Tetanus neurotoxin H-CC protein commits T cells to IFN-gamma producing cells

Abstract

A protective response against tetanus toxin and toxoid demands efficient specific T cell and B cell responses. Tetanus neurotoxin (TeNT), a 150 kDa polypeptide, is the main cause of tetanus disease. TeNT consists of two structurally distinct chains, a 50 kDa N-terminal light (L) and a 100 kDa C-terminal heavy (H) chain. C-terminal heavy (H) chain (fragment C) has two sub-domains named as proximal H-CN and carboxy sub-domain or H-CC. Beside neural binding property, H-CC has been recently found as an immunodominant module of TeNT. In the present study, we investigated the effects of recombinant H-CC (rH(CC)) on the expression of lineage specific transcription factors and secretion of a panel of functional cytokines including IFN-gamma, IL-4, and IL-17 from purified human T cells.
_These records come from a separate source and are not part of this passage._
//! Command-line front end: scrape, read documents, detect and translate.
//!
//! Every subcommand prints one JSON document to stdout. Logs go to stderr.

use std::io::{self, Read};
use std::path::PathBuf;
use std::process::ExitCode;

use anyhow::{Context, Result};
use clap::{Parser, Subcommand, ValueEnum};
use serde::Serialize;

use dhivehi_translator::documents::{self, DocumentFormat};
use dhivehi_translator::translation::language::{
    AUTO_DETECT, ENGLISH, SOURCE_LANGUAGES, TARGET_LANGUAGES,
};
use dhivehi_translator::translation::{translate_page, translate_text};
use dhivehi_translator::{
    is_dhivehi_script, logging, random, resolve_source_language, scrape_url, Config, Fetcher,
    Gateway, GoogleTranslate, Options, ScrapedPage, TranslatedContent, Translation,
};

#[derive(Parser, Debug)]
#[command(
    name = "dhivehi-translator",
    version,
    about = "Scrape, detect and translate Dhivehi content"
)]
struct Cli {
    /// Enable debug logging
    #[arg(short, long, global = true)]
    verbose: bool,

    #[command(subcommand)]
    command: Command,
}

#[derive(Subcommand, Debug)]
enum Command {
    /// Scrape a web page and translate its content
    Url {
        url: String,

        /// Source language, or "auto" to detect from the page
        #[arg(long = "from", default_value = AUTO_DETECT)]
        from: String,

        /// Target language
        #[arg(long = "to", default_value = ENGLISH)]
        to: String,

        /// Fetch timeout in seconds (defaults to DHIVEHI_FETCH_TIMEOUT_SECS or 15)
        #[arg(long)]
        timeout: Option<u64>,

        /// Also translate the page in place and return its HTML
        #[arg(long)]
        preserve_structure: bool,

        /// Only scrape, skip translation
        #[arg(long)]
        no_translate: bool,
    },

    /// Translate text given as an argument, or "-" for stdin
    Text {
        text: String,

        #[arg(long = "from", default_value = AUTO_DETECT)]
        from: String,

        #[arg(long = "to", default_value = ENGLISH)]
        to: String,
    },

    /// Extract and translate the text of a PDF, DOCX or TXT file
    File {
        path: PathBuf,

        #[arg(long = "from", default_value = AUTO_DETECT)]
        from: String,

        #[arg(long = "to", default_value = ENGLISH)]
        to: String,

        #[arg(long, value_enum, default_value_t = FormatArg::Auto)]
        format: FormatArg,
    },

    /// Print the URL of a random wiki article
    Random {
        #[arg(long, default_value = random::DEFAULT_WIKI)]
        wiki: String,
    },

    /// Report whether text contains Thaana script
    Detect { text: String },

    /// List supported source and target languages
    Languages,
}

#[derive(Debug, Clone, Copy, PartialEq, Eq, ValueEnum)]
enum FormatArg {
    Auto,
    Pdf,
    Docx,
    Txt,
}

impl FormatArg {
    fn format(self) -> Option<DocumentFormat> {
        match self {
            FormatArg::Auto => None,
            FormatArg::Pdf => Some(DocumentFormat::Pdf),
            FormatArg::Docx => Some(DocumentFormat::Docx),
            FormatArg::Txt => Some(DocumentFormat::Text),
        }
    }
}

#[derive(Serialize)]
struct PageOutput {
    page: ScrapedPage,
    source_language: String,
    target_language: String,
    #[serde(skip_serializing_if = "Option::is_none")]
    translation: Option<TranslatedContent>,
}

#[derive(Serialize)]
struct TextOutput {
    original: String,
    source_language: String,
    target_language: String,
    translation: Translation,
}

#[tokio::main]
async fn main() -> Result<ExitCode> {
    let cli = Cli::parse();
    logging::init(cli.verbose);
    let config = Config::from_env()?;

    match cli.command {
        Command::Url {
            url,
            from,
            to,
            timeout,
            preserve_structure,
            no_translate,
        } => {
            let fetcher = Fetcher::new(&config.user_agent)?;
            let timeout = timeout.map_or(config.fetch_timeout, std::time::Duration::from_secs);
            let options = Options {
                preserve_structure,
                ..Options::default()
            };

            let page = match scrape_url(&fetcher, &url, timeout, &options).await {
                Ok(page) => page,
                Err(failure) => {
                    print_json(&failure)?;
                    return Ok(ExitCode::FAILURE);
                }
            };

            let source = resolve_source_language(
                &from,
                &page.title,
                page.paragraphs.first().map(String::as_str),
            )
            .to_string();
            let translation = if no_translate {
                None
            } else {
                let gateway = gateway(&config)?;
                Some(translate_page(&gateway, &page, &source, &to).await)
            };

            print_json(&PageOutput {
                page,
                source_language: source,
                target_language: to,
                translation,
            })?;
        }

        Command::Text { text, from, to } => {
            let text = read_arg(text)?;
            print_json(&translate_raw(&config, text, &from, &to).await?)?;
        }

        Command::File {
            path,
            from,
            to,
            format,
        } => {
            let text = documents::extract_file(&path, format.format())
                .with_context(|| format!("reading {}", path.display()))?;
            print_json(&translate_raw(&config, text, &from, &to).await?)?;
        }

        Command::Random { wiki } => {
            let fetcher = Fetcher::new(&config.user_agent)?;
            let url = random::random_article(&fetcher, &wiki).await;
            print_json(&serde_json::json!({ "wiki": wiki, "url": url }))?;
        }

        Command::Detect { text } => {
            let text = read_arg(text)?;
            print_json(&serde_json::json!({
                "is_dhivehi": is_dhivehi_script(&text),
                "text": text,
            }))?;
        }

        Command::Languages => {
            print_json(&serde_json::json!({
                "sources": SOURCE_LANGUAGES,
                "targets": TARGET_LANGUAGES,
            }))?;
        }
    }

    Ok(ExitCode::SUCCESS)
}

fn gateway(config: &Config) -> Result<Gateway<GoogleTranslate>> {
    let client = GoogleTranslate::from_config(config)?;
    Ok(Gateway::new(client).with_concurrency(config.concurrency))
}

async fn translate_raw(config: &Config, text: String, from: &str, to: &str) -> Result<TextOutput> {
    let source = resolve_source_language(from, &text, None).to_string();
    let gateway = gateway(config)?;
    let translation = translate_text(&gateway, &text, &source, to).await;
    Ok(TextOutput {
        original: text,
        source_language: source,
        target_language: to.to_string(),
        translation,
    })
}

/// The argument itself, or all of stdin for "-".
fn read_arg(arg: String) -> Result<String> {
    if arg != "-" {
        return Ok(arg);
    }
    let mut input = String::new();
    io::stdin()
        .read_to_string(&mut input)
        .context("reading stdin")?;
    Ok(input)
}

fn print_json<T: Serialize>(value: &T) -> Result<()> {
    println!("{}", serde_json::to_string_pretty(value)?);
    Ok(())
}
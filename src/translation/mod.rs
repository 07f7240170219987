//! Translation service seam, gateway and content orchestration.
//!
//! # Module Structure
//!
//! - `language`: Supported source/target codes
//! - `google`: Google Cloud Translation v2 client
//! - `gateway`: Per-unit translation that never fails past its boundary
//! - `content`: Translating a whole scraped page
//!
//! The external service is reached only through the [`Translator`] trait, so
//! tests and alternative backends plug in without touching the pipeline.

pub mod content;
pub mod gateway;
pub mod google;
pub mod language;

use async_trait::async_trait;
use serde::{Deserialize, Serialize};

use crate::error::Result;

pub use content::{translate_content, translate_page, translate_text};
pub use gateway::{Gateway, DEFAULT_CONCURRENCY};
pub use google::GoogleTranslate;

/// Prefix of the in-band marker rendered for a failed unit.
pub const ERROR_MARKER: &str = "Translation error:";

/// An external machine-translation service.
#[async_trait]
pub trait Translator: Send + Sync {
    /// Translate `text` into `target`. `source` is `None` to let the service
    /// detect the language.
    async fn translate(&self, text: &str, source: Option<&str>, target: &str) -> Result<String>;
}

#[async_trait]
impl<T: Translator + ?Sized> Translator for std::sync::Arc<T> {
    async fn translate(&self, text: &str, source: Option<&str>, target: &str) -> Result<String> {
        (**self).translate(text, source, target).await
    }
}

/// Outcome of translating one unit of text.
///
/// A failed unit is a value, not an error: callers composing many units keep
/// going and decide later how to present the failure.
#[derive(Debug, Clone, PartialEq, Eq, Serialize, Deserialize)]
#[serde(tag = "status", rename_all = "snake_case")]
pub enum Translation {
    Translated { text: String },
    Failed { message: String },
}

impl Translation {
    #[must_use]
    pub fn translated(text: impl Into<String>) -> Self {
        Self::Translated { text: text.into() }
    }

    #[must_use]
    pub fn failed(message: impl Into<String>) -> Self {
        Self::Failed {
            message: message.into(),
        }
    }

    #[must_use]
    pub fn is_failed(&self) -> bool {
        matches!(self, Self::Failed { .. })
    }

    /// Text to show in place of the unit: the translation, or the error marker.
    #[must_use]
    pub fn rendered(&self) -> String {
        match self {
            Self::Translated { text } => text.clone(),
            Self::Failed { message } => format!("{ERROR_MARKER} {message}"),
        }
    }
}

#[cfg(test)]
mod tests {
    use super::*;

    #[test]
    fn failed_unit_renders_marker() {
        let t = Translation::failed("quota exceeded");
        assert!(t.is_failed());
        assert_eq!(t.rendered(), "Translation error: quota exceeded");
    }

    #[test]
    fn empty_translation_is_not_a_failure() {
        let t = Translation::translated("");
        assert!(!t.is_failed());
        assert_eq!(t.rendered(), "");
    }

    #[test]
    fn serializes_with_status_tag() {
        let json = serde_json::to_value(Translation::translated("hi")).unwrap_or_default();
        assert_eq!(json["status"], "translated");
        assert_eq!(json["text"], "hi");
    }
}
//! Runtime configuration loaded from environment variables.
//!
//! Only secrets and deployment-specific values live here; extraction
//! behaviour is tuned through [`Options`](crate::Options).

use std::time::Duration;

use tracing::debug;

use crate::error::{Error, Result};
use crate::fetch::DEFAULT_USER_AGENT;
use crate::translation::DEFAULT_CONCURRENCY;

pub const API_KEY_VAR: &str = "GOOGLE_TRANSLATE_API_KEY";
pub const FALLBACK_API_KEY_VAR: &str = "GOOGLE_API_KEY";
pub const ENDPOINT_VAR: &str = "GOOGLE_TRANSLATE_ENDPOINT";
pub const FETCH_TIMEOUT_VAR: &str = "DHIVEHI_FETCH_TIMEOUT_SECS";
pub const TRANSLATE_TIMEOUT_VAR: &str = "DHIVEHI_TRANSLATE_TIMEOUT_SECS";
pub const CONCURRENCY_VAR: &str = "DHIVEHI_TRANSLATE_CONCURRENCY";
pub const USER_AGENT_VAR: &str = "DHIVEHI_USER_AGENT";

/// Default page fetch timeout.
pub const DEFAULT_FETCH_TIMEOUT: Duration = Duration::from_secs(15);

/// Default per-call translation timeout.
pub const DEFAULT_TRANSLATE_TIMEOUT: Duration = Duration::from_secs(30);

#[derive(Debug, Clone, PartialEq, Eq)]
pub struct Config {
    // Translation service
    pub api_key: Option<String>,
    pub endpoint: Option<String>,
    pub translate_timeout: Duration,
    pub concurrency: usize,

    // Fetching
    pub fetch_timeout: Duration,
    pub user_agent: String,
}

impl Default for Config {
    fn default() -> Self {
        Self {
            api_key: None,
            endpoint: None,
            translate_timeout: DEFAULT_TRANSLATE_TIMEOUT,
            concurrency: DEFAULT_CONCURRENCY,
            fetch_timeout: DEFAULT_FETCH_TIMEOUT,
            user_agent: DEFAULT_USER_AGENT.to_string(),
        }
    }
}

impl Config {
    pub fn from_env() -> Result<Self> {
        Self::from_lookup(|name| std::env::var(name).ok())
    }

    /// Build from an arbitrary variable lookup. Unset and blank variables
    /// keep their defaults.
    pub fn from_lookup<F>(lookup: F) -> Result<Self>
    where
        F: Fn(&str) -> Option<String>,
    {
        let get = |name: &str| {
            lookup(name)
                .map(|v| v.trim().to_string())
                .filter(|v| !v.is_empty())
        };
        let defaults = Self::default();

        let config = Self {
            api_key: get(API_KEY_VAR).or_else(|| get(FALLBACK_API_KEY_VAR)),
            endpoint: get(ENDPOINT_VAR),
            translate_timeout: parse_secs(TRANSLATE_TIMEOUT_VAR, get(TRANSLATE_TIMEOUT_VAR))?
                .unwrap_or(defaults.translate_timeout),
            concurrency: parse_number(CONCURRENCY_VAR, get(CONCURRENCY_VAR))?
                .unwrap_or(defaults.concurrency),
            fetch_timeout: parse_secs(FETCH_TIMEOUT_VAR, get(FETCH_TIMEOUT_VAR))?
                .unwrap_or(defaults.fetch_timeout),
            user_agent: get(USER_AGENT_VAR).unwrap_or(defaults.user_agent),
        };

        debug!(
            api_key = config.api_key.is_some(),
            endpoint = config.endpoint.as_deref().unwrap_or("<default>"),
            concurrency = config.concurrency,
            "configuration loaded"
        );
        Ok(config)
    }

    /// The API key, or a configuration error naming the variable to set.
    pub fn require_api_key(&self) -> Result<&str> {
        self.api_key
            .as_deref()
            .ok_or_else(|| Error::Config(format!("{API_KEY_VAR} is not set")))
    }
}

fn parse_number(name: &str, value: Option<String>) -> Result<Option<usize>> {
    value
        .map(|v| match v.parse::<usize>() {
            Ok(n) if n > 0 => Ok(n),
            _ => Err(Error::Config(format!("{name} must be a positive integer, got {v:?}"))),
        })
        .transpose()
}

fn parse_secs(name: &str, value: Option<String>) -> Result<Option<Duration>> {
    Ok(parse_number(name, value)?.map(|n| Duration::from_secs(n as u64)))
}
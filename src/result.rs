//! Result types for extraction and translation output.
//!
//! A [`ScrapedPage`] is what extraction produces for one document, a
//! [`TranslatedContent`] is the parallel structure the orchestrator builds
//! from it. Both are built fresh per request and never mutated afterwards.

use serde::{Deserialize, Serialize};

use crate::translation::Translation;

/// Attribute carrying the per-element identifier in annotated HTML.
pub const TRANSLATE_ID_ATTR: &str = "data-translate-id";

/// Extracted content of one document.
#[derive(Debug, Clone, Default, PartialEq, Eq, Serialize, Deserialize)]
pub struct ScrapedPage {
    /// Source location, empty when extracting from raw HTML.
    pub url: String,

    /// Trimmed `<title>` text, or `"No title found"`.
    pub title: String,

    /// Non-empty text blocks in document order. May be empty.
    pub paragraphs: Vec<String>,

    /// Annotated document, present only when structure was preserved.
    #[serde(default, skip_serializing_if = "Option::is_none")]
    pub annotated: Option<AnnotatedHtml>,
}

/// A copy of the document in which text-bearing elements carry a
/// `data-translate-id` attribute, plus the side table of those elements.
///
/// Every id in `elements` appears exactly once in `html`.
#[derive(Debug, Clone, Default, PartialEq, Eq, Serialize, Deserialize)]
pub struct AnnotatedHtml {
    /// Serialized annotated document.
    pub html: String,

    /// Annotated elements in document order.
    pub elements: Vec<AnnotatedElement>,
}

/// One annotated element.
#[derive(Debug, Clone, PartialEq, Eq, Serialize, Deserialize)]
pub struct AnnotatedElement {
    /// Unique identifier, also the value of `data-translate-id`.
    pub id: String,

    /// Trimmed text of the element.
    pub text: String,

    /// Lowercase tag name.
    pub tag: String,
}

/// Whole-operation failure: the page could not be fetched or decoded.
#[derive(Debug, Clone, PartialEq, Eq, Serialize, Deserialize, thiserror::Error)]
#[error("failed to scrape {url}: {error}")]
pub struct ScrapeFailure {
    /// Location that was requested.
    pub url: String,

    /// Human-readable reason.
    pub error: String,
}

impl ScrapeFailure {
    #[must_use]
    pub fn new(url: impl Into<String>, error: impl Into<String>) -> Self {
        Self {
            url: url.into(),
            error: error.into(),
        }
    }
}

/// Outcome of scraping one location. Consumers check the error first.
pub type ScrapeResult = std::result::Result<ScrapedPage, ScrapeFailure>;

/// Translated counterpart of a [`ScrapedPage`].
#[derive(Debug, Clone, PartialEq, Eq, Serialize, Deserialize)]
pub struct TranslatedContent {
    pub original_title: String,
    pub translated_title: Translation,

    /// Same length and order as the source paragraphs.
    pub paragraphs: Vec<TranslatedParagraph>,

    /// Present iff the source page carried annotated HTML.
    #[serde(default, skip_serializing_if = "Option::is_none")]
    pub html: Option<TranslatedHtml>,
}

/// One paragraph and its translation.
#[derive(Debug, Clone, PartialEq, Eq, Serialize, Deserialize)]
pub struct TranslatedParagraph {
    pub original: String,
    pub translated: Translation,
}

/// Annotated document with each tagged element's text replaced.
#[derive(Debug, Clone, PartialEq, Eq, Serialize, Deserialize)]
pub struct TranslatedHtml {
    /// Serialized document with translations spliced in.
    pub html: String,

    /// Same ids and order as the source elements.
    pub elements: Vec<TranslatedElement>,
}

/// One annotated element and its translation.
#[derive(Debug, Clone, PartialEq, Eq, Serialize, Deserialize)]
pub struct TranslatedElement {
    pub id: String,
    pub original: String,
    pub translated: Translation,
    pub tag: String,
}
//! Error types for dhivehi-translator.
//!
//! Extraction itself never fails; these errors come from the collaborators
//! around it (page fetches, document readers, the translation service).

/// Error type for fetch, document and translation operations.
#[derive(Debug, thiserror::Error)]
pub enum Error {
    /// Transport-level HTTP failure (DNS, TLS, connection reset).
    #[error("HTTP request failed: {0}")]
    Http(String),

    /// The server answered with a non-success status.
    #[error("HTTP {status} for {url}")]
    Status { status: u16, url: String },

    /// The request did not complete within its timeout.
    #[error("request timed out")]
    Timeout,

    /// The given location is not an absolute http(s) URL.
    #[error("invalid URL: {0}")]
    InvalidUrl(String),

    /// The translation service rejected the request.
    #[error("translation service error ({status}): {message}")]
    Service { status: u16, message: String },

    /// The translation service answered with an unexpected payload.
    #[error("unexpected translation response: {0}")]
    Decode(String),

    /// The document format is not one we can read.
    #[error("unsupported document format: {0}")]
    UnsupportedDocument(String),

    /// A PDF, DOCX or text document could not be read.
    #[error("failed to read document: {0}")]
    Document(String),

    /// Missing or malformed configuration.
    #[error("configuration error: {0}")]
    Config(String),
}

impl From<reqwest::Error> for Error {
    fn from(err: reqwest::Error) -> Self {
        if err.is_timeout() {
            return Error::Timeout;
        }
        if let Some(status) = err.status() {
            return Error::Status {
                status: status.as_u16(),
                url: err.url().map(ToString::to_string).unwrap_or_default(),
            };
        }
        Error::Http(err.to_string())
    }
}

/// Result type alias for fallible operations.
pub type Result<T> = std::result::Result<T, Error>;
Our results revealed that T-bet transcript level, as TH1 specific transcription factor, was significantly increased in the cells treated with 10 and 20 mu g/ml of rH(CC) following 48 h treatment(p<0.05). Treated purified human T cells with rH(CC) showed significant increase in IFN-gamma mRNA level and cytokine secretion, but not IL-4 and IL-17, following 48 h treatment. In conclusion, our results showed that treatment of T cells with r H-CC resulted in development of Th1 lineage phenotype, which might lead to a specific and protective antibody mediated response against tetanus toxin.